Medical Device Daily Washington Editor
WASHINGTON — As part of the Department of Health and Human Services' (HHS) push toward a national system of electronic health records, the department recently issued proposed regulations on electronic prescriptions — termed “e-prescribing“ — for Medicare.
e-prescribing enables a physician to transmit a prescription electronically to the patient's choice of pharmacy. It also enables physicians and pharmacies to obtain from drug plans information about the patient's eligibility and medication history.
The proposed rules were released seven months ahead of the deadline set by the Medicare Modernization Act (MMA) and would take effect with the prescriptions drug benefit taking effect in January of 2006. The rules were made following recommendations by the HHS's National Committee on Vital and Health Statistics (NCVHS), a group made up of public- and private-sector industry and healthcare professionals, HHS said.
“These proposed e-prescription rules would set standards to help Medicare, physicians and pharmacies take advantage of new technology that can improve the health care of seniors and persons with disabilities,“ said HHS Secretary Mike Leavitt.
Mark McClellan, MD, administrator for the Centers for Medicare & Medicaid Services (CMS; Baltimore), said the Bush administration and the agency were “committed to widespread use of e-prescribing as quickly as possible.“
HHS said it believes that e-prescribing will improve patient safety and reduce avoidable healthcare costs by decreasing prescription errors due to hard-to-read physician handwriting and by automating the process of checking for drug interactions and allergies.
e-prescribing also is intended to ensure that patients and health professionals have the best and latest medical information at hand when they make important decisions about choosing medicines, and enabling beneficiaries to get the most benefits at the lowest cost, according to HHS.
The proposed e-prescribing regulations would create standards for transactions between prescribers and dispensers for new prescriptions, prescription refill request and response, prescription change request and response, prescription cancellation request and response, and related messaging and administrative transactions.
Regulations also would cover eligibility and benefits inquiries and responses between drug prescribers and prescription drug plans, in addition to eligibility and benefits inquiries and responses between dispensers and Medicare Part D sponsors.
HHS is proposing that additional electronic information can be used in conjunction with these “foundation“ standards, to provide more support for using drugs safely and effectively.
“This kind of public-private collaboration is the most effective way for Medicare to help lead the way to an effective electronic healthcare system,“ McClellan said. “We're going to take further collaborative steps to enhance our support for e-prescribing as quickly as possible.“
NCVHS was empowered by the MMA to develop recommendations for uniform standards for e-prescribing to promote patient safety and quality healthcare. From March to September 2004, NCVHS said it received testimony from 65 witnesses and other industry experts, including all stakeholder groups identified in the MMA, as well as e-prescribing networks, demonstration projects, software developers and consumer advocacy organizations.

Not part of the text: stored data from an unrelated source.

//! Cooperative cancellation shared by all agent threads

use std::fmt;
use std::sync::{Arc, Condvar, Mutex, MutexGuard, PoisonError};
use std::time::Duration;
use tracing::info;

use crate::simulation::{SimulationError, SimulationResult};

/// Cloneable cancellation flag with a wakeable wait
///
/// Agents sleep between ticks with [`CancellationToken::wait_timeout`], so a call
/// to [`CancellationToken::cancel`] wakes every agent at once instead of after its
/// current interval.
#[derive(Clone, Default)]
pub struct CancellationToken {
    inner: Arc<(Mutex<bool>, Condvar)>,
}

impl fmt::Debug for CancellationToken {
    fn fmt(&self, f: &mut fmt::Formatter<'_>) -> fmt::Result {
        f.debug_struct("CancellationToken")
            .field("cancelled", &self.is_cancelled())
            .finish()
    }
}

impl CancellationToken {
    /// Create a token that is not cancelled
    pub fn new() -> Self {
        Self::default()
    }

    fn flag(&self) -> MutexGuard<'_, bool> {
        self.inner.0.lock().unwrap_or_else(PoisonError::into_inner)
    }

    /// Request cancellation and wake every waiter
    pub fn cancel(&self) {
        *self.flag() = true;
        self.inner.1.notify_all();
    }

    /// Whether cancellation was requested
    pub fn is_cancelled(&self) -> bool {
        *self.flag()
    }

    /// Sleep up to `timeout`, returning early on cancellation
    ///
    /// Returns `true` when the token is cancelled.
    pub fn wait_timeout(&self, timeout: Duration) -> bool {
        let guard = self.flag();
        let (guard, _) = self
            .inner
            .1
            .wait_timeout_while(guard, timeout, |cancelled| !*cancelled)
            .unwrap_or_else(PoisonError::into_inner);
        *guard
    }

    /// Cancel this token on Ctrl-C / SIGTERM
    ///
    /// Only one process-wide handler can be installed.
    pub fn install_ctrlc_handler(&self) -> SimulationResult<()> {
        let token = self.clone();
        ctrlc::set_handler(move || {
            info!("Interrupt received, stopping agents");
            token.cancel();
        })
        .map_err(|e| SimulationError::configuration_error(format!("failed to install signal handler: {}", e)))
    }
}

#[cfg(test)]
mod tests {
    use super::*;
    use std::thread;
    use std::time::Instant;

    #[test]
    fn test_new_token_is_not_cancelled() {
        let token = CancellationToken::new();
        assert!(!token.is_cancelled());
        assert!(!token.wait_timeout(Duration::from_millis(10)));
    }

    #[test]
    fn test_cancel_is_visible_to_clones() {
        let token = CancellationToken::new();
        let clone = token.clone();
        token.cancel();
        assert!(clone.is_cancelled());
        assert!(clone.wait_timeout(Duration::from_secs(10)));
    }

    #[test]
    fn test_cancel_wakes_waiter_early() {
        let token = CancellationToken::new();
        let waiter = {
            let token = token.clone();
            thread::spawn(move || {
                let started = Instant::now();
                let cancelled = token.wait_timeout(Duration::from_secs(30));
                (cancelled, started.elapsed())
            })
        };

        thread::sleep(Duration::from_millis(50));
        token.cancel();

        let (cancelled, elapsed) = waiter.join().unwrap();
        assert!(cancelled);
        assert!(elapsed < Duration::from_secs(5));
    }
}
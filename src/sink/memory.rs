//! In-memory sink

use std::sync::{Mutex, MutexGuard, PoisonError};

use crate::events::LocationEvent;
use crate::sink::{EventSink, SinkError};
use crate::types::ObjectId;

/// Keeps every delivered event in memory
#[derive(Debug, Default)]
pub struct CollectingSink {
    events: Mutex<Vec<LocationEvent>>,
}

impl CollectingSink {
    /// Create an empty sink
    pub fn new() -> Self {
        Self::default()
    }

    fn lock(&self) -> MutexGuard<'_, Vec<LocationEvent>> {
        self.events.lock().unwrap_or_else(PoisonError::into_inner)
    }

    /// Copy of every event received so far
    pub fn events(&self) -> Vec<LocationEvent> {
        self.lock().clone()
    }

    /// Events emitted by one agent, in delivery order
    pub fn events_for(&self, object_id: ObjectId) -> Vec<LocationEvent> {
        self.lock().iter().filter(|e| e.object_id == object_id).cloned().collect()
    }

    /// Number of events received
    pub fn len(&self) -> usize {
        self.lock().len()
    }

    /// Whether nothing has been received
    pub fn is_empty(&self) -> bool {
        self.lock().is_empty()
    }
}

impl EventSink for CollectingSink {
    fn deliver(&self, event: &LocationEvent) -> Result<(), SinkError> {
        self.lock().push(event.clone());
        Ok(())
    }

    fn name(&self) -> &'static str {
        "memory"
    }
}
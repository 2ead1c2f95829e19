//! Run many walk agents in parallel
//!
//! The driver validates its inputs, turns every (profile, seed position) pair into
//! a [`WalkAgent`] and runs each on its own named OS thread until the shared
//! [`CancellationToken`] fires or the optional tick limit is reached. Every agent
//! produces an [`AgentReport`]; a stuck or panicking agent never stops its siblings.

use std::any::Any;
use std::fmt;
use std::sync::Arc;
use std::thread::{self, JoinHandle};
use std::time::{Duration, Instant};
use tracing::{field, info, info_span, instrument, warn};

use crate::agent::{AgentProfile, WalkAgent};
use crate::geometry::{Point, Region};
use crate::sim_event;
use crate::simulation::{
    AgentOutcome, AgentReport, CancellationToken, ErrorHandler, RecoveryStrategy, RunSummary,
    SimulationError, SimulationResult,
};
use crate::sink::EventSink;
use crate::types::{AssetCategory, ObjectId, SimulationConfig};

/// Per-agent loop settings shared by every thread
#[derive(Debug, Clone, Copy)]
struct LoopSettings {
    tick_interval: Duration,
    max_ticks: Option<u64>,
}

impl LoopSettings {
    fn limit_reached(&self, ticks: u64) -> bool {
        self.max_ticks.map_or(false, |max| ticks >= max)
    }
}

/// Spawns agents, drives their tick loops and gathers their reports
pub struct SimulationDriver {
    sink: Arc<dyn EventSink>,
    step_length: f64,
    max_move_attempts: usize,
    seed: Option<u64>,
    settings: LoopSettings,
}

impl fmt::Debug for SimulationDriver {
    fn fmt(&self, f: &mut fmt::Formatter<'_>) -> fmt::Result {
        f.debug_struct("SimulationDriver")
            .field("sink", &self.sink.name())
            .field("step_length", &self.step_length)
            .field("max_move_attempts", &self.max_move_attempts)
            .field("seed", &self.seed)
            .field("settings", &self.settings)
            .finish()
    }
}

impl SimulationDriver {
    /// Create a driver from a validated configuration
    pub fn new(config: &SimulationConfig, sink: Arc<dyn EventSink>) -> Self {
        Self {
            sink,
            step_length: config.step_length,
            max_move_attempts: config.max_move_attempts,
            seed: config.seed,
            settings: LoopSettings {
                tick_interval: config.tick_interval(),
                max_ticks: config.max_ticks,
            },
        }
    }

    /// Run one agent per profile until cancelled or the tick limit is reached
    ///
    /// Fails before any agent starts when profiles and seed positions do not pair
    /// up, the region has no area, or a seed position lies outside the region.
    #[instrument(skip_all, fields(agents = profiles.len()))]
    pub fn run(
        &self,
        profiles: Vec<AgentProfile>,
        seed_positions: Vec<Point>,
        region: Arc<Region>,
        cancel: CancellationToken,
    ) -> SimulationResult<RunSummary> {
        if profiles.len() != seed_positions.len() {
            return Err(SimulationError::CountMismatch {
                profiles: profiles.len(),
                seeds: seed_positions.len(),
            });
        }
        if region.area() <= 0.0 {
            return Err(SimulationError::DegenerateRegion("region has zero area".to_string()));
        }

        let agents = self.build_agents(profiles, seed_positions, &region)?;
        let started = Instant::now();
        info!("Starting {} agents using the {} sink", agents.len(), self.sink.name());

        let mut running: Vec<(ObjectId, AssetCategory, JoinHandle<AgentReport>)> =
            Vec::with_capacity(agents.len());
        for agent in agents {
            let object_id = agent.object_id();
            let category = agent.profile().category;
            let sink = Arc::clone(&self.sink);
            let token = cancel.clone();
            let settings = self.settings;

            let spawned = thread::Builder::new()
                .name(format!("agent-{}", object_id.short()))
                .spawn(move || run_agent(agent, sink, token, settings));

            match spawned {
                Ok(handle) => running.push((object_id, category, handle)),
                Err(e) => {
                    cancel.cancel();
                    for (_, _, handle) in running {
                        let _ = handle.join();
                    }
                    return Err(SimulationError::agent_failure(format!(
                        "failed to spawn thread for agent {}: {}",
                        object_id, e
                    )));
                }
            }
        }

        let reports = running
            .into_iter()
            .map(|(object_id, category, handle)| match handle.join() {
                Ok(report) => report,
                Err(payload) => {
                    let message = panic_message(payload.as_ref());
                    warn!(object_id = %object_id, "Agent thread panicked: {}", message);
                    AgentReport {
                        object_id,
                        category,
                        ticks: 0,
                        delivered: 0,
                        failed_deliveries: 0,
                        outcome: AgentOutcome::Panicked(message),
                        final_position: None,
                    }
                }
            })
            .collect();

        let summary = RunSummary::new(reports, started.elapsed());
        info!("Run finished: {}", summary.compact_summary());
        Ok(summary)
    }

    fn build_agents(
        &self,
        profiles: Vec<AgentProfile>,
        seed_positions: Vec<Point>,
        region: &Arc<Region>,
    ) -> SimulationResult<Vec<WalkAgent>> {
        profiles
            .into_iter()
            .zip(seed_positions)
            .enumerate()
            .map(|(index, (profile, position))| -> SimulationResult<WalkAgent> {
                let agent = match self.seed {
                    Some(seed) => WalkAgent::with_seed(
                        profile,
                        position,
                        Arc::clone(region),
                        seed.wrapping_add(index as u64),
                    )?,
                    None => WalkAgent::new(profile, position, Arc::clone(region))?,
                };
                Ok(agent
                    .with_step_length(self.step_length)
                    .with_max_move_attempts(self.max_move_attempts))
            })
            .collect()
    }
}

fn run_agent(
    mut agent: WalkAgent,
    sink: Arc<dyn EventSink>,
    cancel: CancellationToken,
    settings: LoopSettings,
) -> AgentReport {
    let span = info_span!(
        "agent",
        object_id = %agent.object_id(),
        category = %agent.profile().category
    );
    let _entered = span.enter();

    sim_event!(
        info,
        "Agent started",
        position = field::display(agent.position()),
        step_counter = agent.step_counter()
    );

    let mut delivered = 0u64;
    let mut failed_deliveries = 0u64;

    let outcome = loop {
        if cancel.is_cancelled() {
            break AgentOutcome::Cancelled;
        }
        if settings.limit_reached(agent.ticks()) {
            break AgentOutcome::Completed;
        }

        match agent.tick(sink.as_ref()) {
            Ok(tick) if tick.delivered => delivered += 1,
            Ok(_) => failed_deliveries += 1,
            Err(e) => match ErrorHandler::new().handle_error(&e) {
                RecoveryStrategy::Continue => failed_deliveries += 1,
                _ => match e {
                    SimulationError::Stuck { attempts, .. } => break AgentOutcome::Stuck { attempts },
                    other => break AgentOutcome::Failed(other.to_string()),
                },
            },
        }

        if settings.limit_reached(agent.ticks()) {
            break AgentOutcome::Completed;
        }
        if cancel.wait_timeout(settings.tick_interval) {
            break AgentOutcome::Cancelled;
        }
    };

    sim_event!(
        info,
        "Agent stopped",
        outcome = field::display(&outcome),
        ticks = agent.ticks(),
        delivered = delivered,
        failed_deliveries = failed_deliveries
    );

    AgentReport {
        object_id: agent.object_id(),
        category: agent.profile().category,
        ticks: agent.ticks(),
        delivered,
        failed_deliveries,
        outcome,
        final_position: Some(agent.position()),
    }
}

fn panic_message(payload: &(dyn Any + Send)) -> String {
    if let Some(message) = payload.downcast_ref::<&str>() {
        (*message).to_string()
    } else if let Some(message) = payload.downcast_ref::<String>() {
        message.clone()
    } else {
        "unknown panic payload".to_string()
    }
}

Additional standards will be tested through a pilot project and recommended for adoption in a final rule to be issued no later than April 2008. Participation by physicians in e-prescribing will be optional, but the establishment of standards and steps to encourage the adoption of effective e-prescribing programs will make e-prescribing more attractive, HHS said.
The MMA calls for a pilot project to test e-prescribing standards for when there is no adequate industry experience before their adoption by CMS. The agency will solicit applications from physicians, physician groups, hospitals, prescription drug plan sponsors, Medicare Advantage or-ganizations and pharmacies.
The department hopes that these standards could provide for transmission of medical history, alerts to adverse drug interactions, and suggestions for lower-cost, therapeutically equivalent alternative medications.